=== Section Start ===

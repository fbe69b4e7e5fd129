//! # Plan Core
//!
//! 核心資料模型與類型定義：期間、時間序列、預測、BOM 邊、庫存、產能、
//! 供應商、計劃結果、計劃例外與錯誤分類。

pub mod accuracy;
pub mod bom;
pub mod capacity;
pub mod config;
pub mod exception;
pub mod forecast;
pub mod inventory;
pub mod period;
pub mod plan;
pub mod quantity;
pub mod series;
pub mod supplier;
pub mod table;

use rust_decimal::Decimal;
use serde::{Deserialize, Serialize};
use std::fmt;

// Re-export 主要類型
pub use accuracy::{AccuracyRecord, ScoreStatus};
pub use bom::BomEdge;
pub use capacity::{CapacityRecord, CapacityTable};
pub use config::{
    ForecastConfig, MethodSelection, MissingDataPolicy, MrpPolicy, OvertimePolicy, PlannerPolicy,
    PlanningConfig, PlanningMode, TargetInventory,
};
pub use exception::{PlanningException, Severity, Warning};
pub use forecast::{
    Forecast, ForecastLedger, ForecastMethod, ForecastSource, MethodFamily, SeasonalModel,
};
pub use inventory::{InventoryRecord, InventoryTable};
pub use period::Period;
pub use plan::{
    ManualOverride, MrpRequirement, PeggingRecord, PlanSource, PlannedOrderType,
    ProductionPlanEntry,
};
pub use series::{GapPolicy, ResolvedSeries, TimeSeries, TimeSeriesPoint, TimeSeriesStore};
pub use supplier::{SupplierRecord, SupplierTable};

/// 主資料類別
#[derive(Debug, Clone, Copy, PartialEq, Eq, Hash, Serialize, Deserialize)]
pub enum MasterDataKind {
    Bom,
    Capacity,
    Supplier,
    Inventory,
}

impl fmt::Display for MasterDataKind {
    fn fmt(&self, f: &mut fmt::Formatter<'_>) -> fmt::Result {
        let name = match self {
            MasterDataKind::Bom => "BOM",
            MasterDataKind::Capacity => "產能",
            MasterDataKind::Supplier => "供應商",
            MasterDataKind::Inventory => "庫存",
        };
        f.write_str(name)
    }
}

/// 計劃錯誤類型
#[derive(Debug, Clone, PartialEq, thiserror::Error)]
pub enum PlanError {
    #[error("歷史資料不足: {algorithm} 至少需要 {required} 期，實際只有 {actual} 期")]
    InsufficientHistory {
        algorithm: String,
        required: usize,
        actual: usize,
    },

    #[error("BOM 存在循環引用: {}", path.join(" -> "))]
    CyclicBom { path: Vec<String> },

    #[error("負數量: {entity} 的 {field} 為 {value}")]
    NegativeQuantity {
        entity: String,
        field: &'static str,
        value: Decimal,
    },

    #[error("缺少主資料: {item_id} 沒有{kind}記錄")]
    MissingMasterData {
        item_id: String,
        kind: MasterDataKind,
    },

    #[error("無效的期間: {0}")]
    InvalidPeriod(String),

    #[error("無效的參數: {0}")]
    InvalidParameter(String),

    #[error("找不到物料: {0}")]
    UnknownItem(String),

    #[error("序列化錯誤: {0}")]
    Serialization(String),
}

impl PlanError {
    /// 錯誤分類
    pub fn kind(&self) -> ErrorKind {
        match self {
            PlanError::InsufficientHistory { .. } => ErrorKind::InsufficientHistory,
            PlanError::CyclicBom { .. } => ErrorKind::CyclicBom,
            PlanError::NegativeQuantity { .. } => ErrorKind::NegativeQuantity,
            PlanError::MissingMasterData { .. } => ErrorKind::MissingMasterData,
            PlanError::InvalidPeriod(_) => ErrorKind::InvalidPeriod,
            PlanError::InvalidParameter(_) => ErrorKind::InvalidParameter,
            PlanError::UnknownItem(_) => ErrorKind::UnknownItem,
            PlanError::Serialization(_) => ErrorKind::Serialization,
        }
    }
}

impl From<serde_json::Error> for PlanError {
    fn from(err: serde_json::Error) -> Self {
        PlanError::Serialization(err.to_string())
    }
}

pub type Result<T> = std::result::Result<T, PlanError>;

/// 錯誤分類（用於部分結果報告）
#[derive(Debug, Clone, Copy, PartialEq, Eq, Hash, Serialize, Deserialize)]
pub enum ErrorKind {
    InsufficientHistory,
    CyclicBom,
    NegativeQuantity,
    MissingMasterData,
    InvalidPeriod,
    InvalidParameter,
    UnknownItem,
    Serialization,
}

/// 單一實體（產品、物料、資料列）的失敗記錄
///
/// 批次計算不會因單一實體失敗而中止，失敗會以此形式隨結果一併回傳。
#[derive(Debug, Clone, PartialEq, Serialize, Deserialize)]
pub struct EntityError {
    pub entity_id: String,
    pub kind: ErrorKind,
    pub message: String,
}

impl EntityError {
    pub fn new(entity_id: impl Into<String>, error: &PlanError) -> Self {
        Self {
            entity_id: entity_id.into(),
            kind: error.kind(),
            message: error.to_string(),
        }
    }
}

=== Section End ===

→ WORK TO COMPLETE: Could you return all of the entries exactly as they stand?

→ SOLVED PROBLEM:
repository fbe69b4e7e5fd129
//! # Plan Core
//!
//! 核心資料模型與類型定義：期間、時間序列、預測、BOM 邊、庫存、產能、
//! 供應商、計劃結果、計劃例外與錯誤分類。

pub mod accuracy;
pub mod bom;
pub mod capacity;
pub mod config;
pub mod exception;
pub mod forecast;
pub mod inventory;
pub mod period;
pub mod plan;
pub mod quantity;
pub mod series;
pub mod supplier;
pub mod table;

use rust_decimal::Decimal;
use serde::{Deserialize, Serialize};
use std::fmt;

// Re-export 主要類型
pub use accuracy::{AccuracyRecord, ScoreStatus};
pub use bom::BomEdge;
pub use capacity::{CapacityRecord, CapacityTable};
pub use config::{
    ForecastConfig, MethodSelection, MissingDataPolicy, MrpPolicy, OvertimePolicy, PlannerPolicy,
    PlanningConfig, PlanningMode, TargetInventory,
};
pub use exception::{PlanningException, Severity, Warning};
pub use forecast::{
    Forecast, ForecastLedger, ForecastMethod, ForecastSource, MethodFamily, SeasonalModel,
};
pub use inventory::{InventoryRecord, InventoryTable};
pub use period::Period;
pub use plan::{
    ManualOverride, MrpRequirement, PeggingRecord, PlanSource, PlannedOrderType,
    ProductionPlanEntry,
};
pub use series::{GapPolicy, ResolvedSeries, TimeSeries, TimeSeriesPoint, TimeSeriesStore};
pub use supplier::{SupplierRecord, SupplierTable};

/// 主資料類別
#[derive(Debug, Clone, Copy, PartialEq, Eq, Hash, Serialize, Deserialize)]
pub enum MasterDataKind {
    Bom,
    Capacity,
    Supplier,
    Inventory,
}

impl fmt::Display for MasterDataKind {
    fn fmt(&self, f: &mut fmt::Formatter<'_>) -> fmt::Result {
        let name = match self {
            MasterDataKind::Bom => "BOM",
            MasterDataKind::Capacity => "產能",
            MasterDataKind::Supplier => "供應商",
            MasterDataKind::Inventory => "庫存",
        };
        f.write_str(name)
    }
}

/// 計劃錯誤類型
#[derive(Debug, Clone, PartialEq, thiserror::Error)]
pub enum PlanError {
    #[error("歷史資料不足: {algorithm} 至少需要 {required} 期，實際只有 {actual} 期")]
    InsufficientHistory {
        algorithm: String,
        required: usize,
        actual: usize,
    },

    #[error("BOM 存在循環引用: {}", path.join(" -> "))]
    CyclicBom { path: Vec<String> },

    #[error("負數量: {entity} 的 {field} 為 {value}")]
    NegativeQuantity {
        entity: String,
        field: &'static str,
        value: Decimal,
    },

    #[error("缺少主資料: {item_id} 沒有{kind}記錄")]
    MissingMasterData {
        item_id: String,
        kind: MasterDataKind,
    },

    #[error("無效的期間: {0}")]
    InvalidPeriod(String),

    #[error("無效的參數: {0}")]
    InvalidParameter(String),

    #[error("找不到物料: {0}")]
    UnknownItem(String),

    #[error("序列化錯誤: {0}")]
    Serialization(String),
}

impl PlanError {
    /// 錯誤分類
    pub fn kind(&self) -> ErrorKind {
        match self {
            PlanError::InsufficientHistory { .. } => ErrorKind::InsufficientHistory,
            PlanError::CyclicBom { .. } => ErrorKind::CyclicBom,
            PlanError::NegativeQuantity { .. } => ErrorKind::NegativeQuantity,
            PlanError::MissingMasterData { .. } => ErrorKind::MissingMasterData,
            PlanError::InvalidPeriod(_) => ErrorKind::InvalidPeriod,
            PlanError::InvalidParameter(_) => ErrorKind::InvalidParameter,
            PlanError::UnknownItem(_) => ErrorKind::UnknownItem,
            PlanError::Serialization(_) => ErrorKind::Serialization,
        }
    }
}

impl From<serde_json::Error> for PlanError {
    fn from(err: serde_json::Error) -> Self {
        PlanError::Serialization(err.to_string())
    }
}

pub type Result<T> = std::result::Result<T, PlanError>;

/// 錯誤分類（用於部分結果報告）
#[derive(Debug, Clone, Copy, PartialEq, Eq, Hash, Serialize, Deserialize)]
pub enum ErrorKind {
    InsufficientHistory,
    CyclicBom,
    NegativeQuantity,
    MissingMasterData,
    InvalidPeriod,
    InvalidParameter,
    UnknownItem,
    Serialization,
}

/// 單一實體（產品、物料、資料列）的失敗記錄
///
/// 批次計算不會因單一實體失敗而中止，失敗會以此形式隨結果一併回傳。
#[derive(Debug, Clone, PartialEq, Serialize, Deserialize)]
pub struct EntityError {
    pub entity_id: String,
    pub kind: ErrorKind,
    pub message: String,
}

impl EntityError {
    pub fn new(entity_id: impl Into<String>, error: &PlanError) -> Self {
        Self {
            entity_id: entity_id.into(),
            kind: error.kind(),
            message: error.to_string(),
        }
    }
}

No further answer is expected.